▶ [Required action] Below are the records; copy every line in them that holds the string "title".

Recorded data
************
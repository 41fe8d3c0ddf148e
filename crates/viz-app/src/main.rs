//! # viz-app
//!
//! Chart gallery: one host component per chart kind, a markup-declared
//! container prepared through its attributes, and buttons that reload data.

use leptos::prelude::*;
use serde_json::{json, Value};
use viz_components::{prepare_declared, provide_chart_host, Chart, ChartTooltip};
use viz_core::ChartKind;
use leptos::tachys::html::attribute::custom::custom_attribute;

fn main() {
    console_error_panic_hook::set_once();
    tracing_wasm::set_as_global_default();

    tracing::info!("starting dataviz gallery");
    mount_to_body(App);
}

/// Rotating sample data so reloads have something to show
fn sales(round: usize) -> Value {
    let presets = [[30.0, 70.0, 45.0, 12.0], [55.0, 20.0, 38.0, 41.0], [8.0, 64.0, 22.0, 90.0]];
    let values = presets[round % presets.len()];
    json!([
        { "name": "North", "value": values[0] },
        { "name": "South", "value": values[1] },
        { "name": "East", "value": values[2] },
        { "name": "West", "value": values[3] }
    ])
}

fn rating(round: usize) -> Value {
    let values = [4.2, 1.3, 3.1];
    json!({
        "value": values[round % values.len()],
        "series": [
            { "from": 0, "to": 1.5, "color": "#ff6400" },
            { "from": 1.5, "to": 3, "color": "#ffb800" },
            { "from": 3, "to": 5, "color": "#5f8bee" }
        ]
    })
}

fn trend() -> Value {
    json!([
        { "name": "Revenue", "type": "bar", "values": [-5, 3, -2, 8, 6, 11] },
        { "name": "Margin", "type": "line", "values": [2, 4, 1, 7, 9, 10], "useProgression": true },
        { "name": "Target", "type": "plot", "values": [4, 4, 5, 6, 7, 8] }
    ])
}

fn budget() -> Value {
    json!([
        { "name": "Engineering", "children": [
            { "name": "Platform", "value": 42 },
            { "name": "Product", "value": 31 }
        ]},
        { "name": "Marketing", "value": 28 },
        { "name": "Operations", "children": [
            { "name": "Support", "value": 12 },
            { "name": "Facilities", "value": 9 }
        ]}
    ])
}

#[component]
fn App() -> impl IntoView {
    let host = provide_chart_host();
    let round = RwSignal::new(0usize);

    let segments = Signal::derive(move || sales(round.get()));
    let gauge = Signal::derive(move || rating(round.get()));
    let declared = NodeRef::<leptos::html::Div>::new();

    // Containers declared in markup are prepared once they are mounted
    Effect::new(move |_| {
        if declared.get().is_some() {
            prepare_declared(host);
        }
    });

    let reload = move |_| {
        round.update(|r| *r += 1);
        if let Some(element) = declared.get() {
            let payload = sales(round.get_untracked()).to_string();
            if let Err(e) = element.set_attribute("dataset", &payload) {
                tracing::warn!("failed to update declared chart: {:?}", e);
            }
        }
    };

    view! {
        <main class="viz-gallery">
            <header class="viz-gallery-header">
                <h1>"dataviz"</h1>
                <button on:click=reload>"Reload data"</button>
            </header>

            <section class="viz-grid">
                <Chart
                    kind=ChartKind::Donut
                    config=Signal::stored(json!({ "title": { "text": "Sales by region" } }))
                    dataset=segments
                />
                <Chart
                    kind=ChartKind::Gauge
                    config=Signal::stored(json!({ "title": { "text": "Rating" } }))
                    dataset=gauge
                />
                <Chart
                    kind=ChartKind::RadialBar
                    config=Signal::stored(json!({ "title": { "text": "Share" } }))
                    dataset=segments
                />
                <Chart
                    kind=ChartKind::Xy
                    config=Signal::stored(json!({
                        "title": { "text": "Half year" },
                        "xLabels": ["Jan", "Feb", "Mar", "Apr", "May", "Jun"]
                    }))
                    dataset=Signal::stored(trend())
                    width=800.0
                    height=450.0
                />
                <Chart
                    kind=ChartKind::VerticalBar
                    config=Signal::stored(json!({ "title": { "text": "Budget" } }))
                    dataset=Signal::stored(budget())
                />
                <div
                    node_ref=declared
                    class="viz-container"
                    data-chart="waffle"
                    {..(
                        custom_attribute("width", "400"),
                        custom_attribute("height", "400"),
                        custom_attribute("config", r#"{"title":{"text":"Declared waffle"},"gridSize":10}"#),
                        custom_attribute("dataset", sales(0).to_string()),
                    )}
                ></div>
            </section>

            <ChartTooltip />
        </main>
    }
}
************
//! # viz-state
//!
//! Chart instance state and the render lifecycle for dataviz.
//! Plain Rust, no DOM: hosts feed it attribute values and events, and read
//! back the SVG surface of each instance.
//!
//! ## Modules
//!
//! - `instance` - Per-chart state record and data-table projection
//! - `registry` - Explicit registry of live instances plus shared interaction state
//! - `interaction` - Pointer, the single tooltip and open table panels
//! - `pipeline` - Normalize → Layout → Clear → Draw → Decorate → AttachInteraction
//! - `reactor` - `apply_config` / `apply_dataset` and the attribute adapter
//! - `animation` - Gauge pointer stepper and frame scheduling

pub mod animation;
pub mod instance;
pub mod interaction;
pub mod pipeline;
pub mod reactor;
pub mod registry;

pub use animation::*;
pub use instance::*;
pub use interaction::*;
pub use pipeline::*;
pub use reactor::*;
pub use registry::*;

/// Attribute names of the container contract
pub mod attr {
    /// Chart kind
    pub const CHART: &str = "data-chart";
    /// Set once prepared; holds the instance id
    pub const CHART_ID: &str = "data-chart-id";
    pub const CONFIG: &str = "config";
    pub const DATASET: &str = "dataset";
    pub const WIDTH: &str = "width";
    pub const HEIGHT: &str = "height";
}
************
▶ [Task response]
                    config=Signal::stored(json!({ "title": { "text": "Sales by region" } }))
                    config=Signal::stored(json!({ "title": { "text": "Rating" } }))
                    config=Signal::stored(json!({ "title": { "text": "Share" } }))
                        "title": { "text": "Half year" },
                    config=Signal::stored(json!({ "title": { "text": "Budget" } }))
                        custom_attribute("config", r#"{"title":{"text":"Declared waffle"},"gridSize":10}"#),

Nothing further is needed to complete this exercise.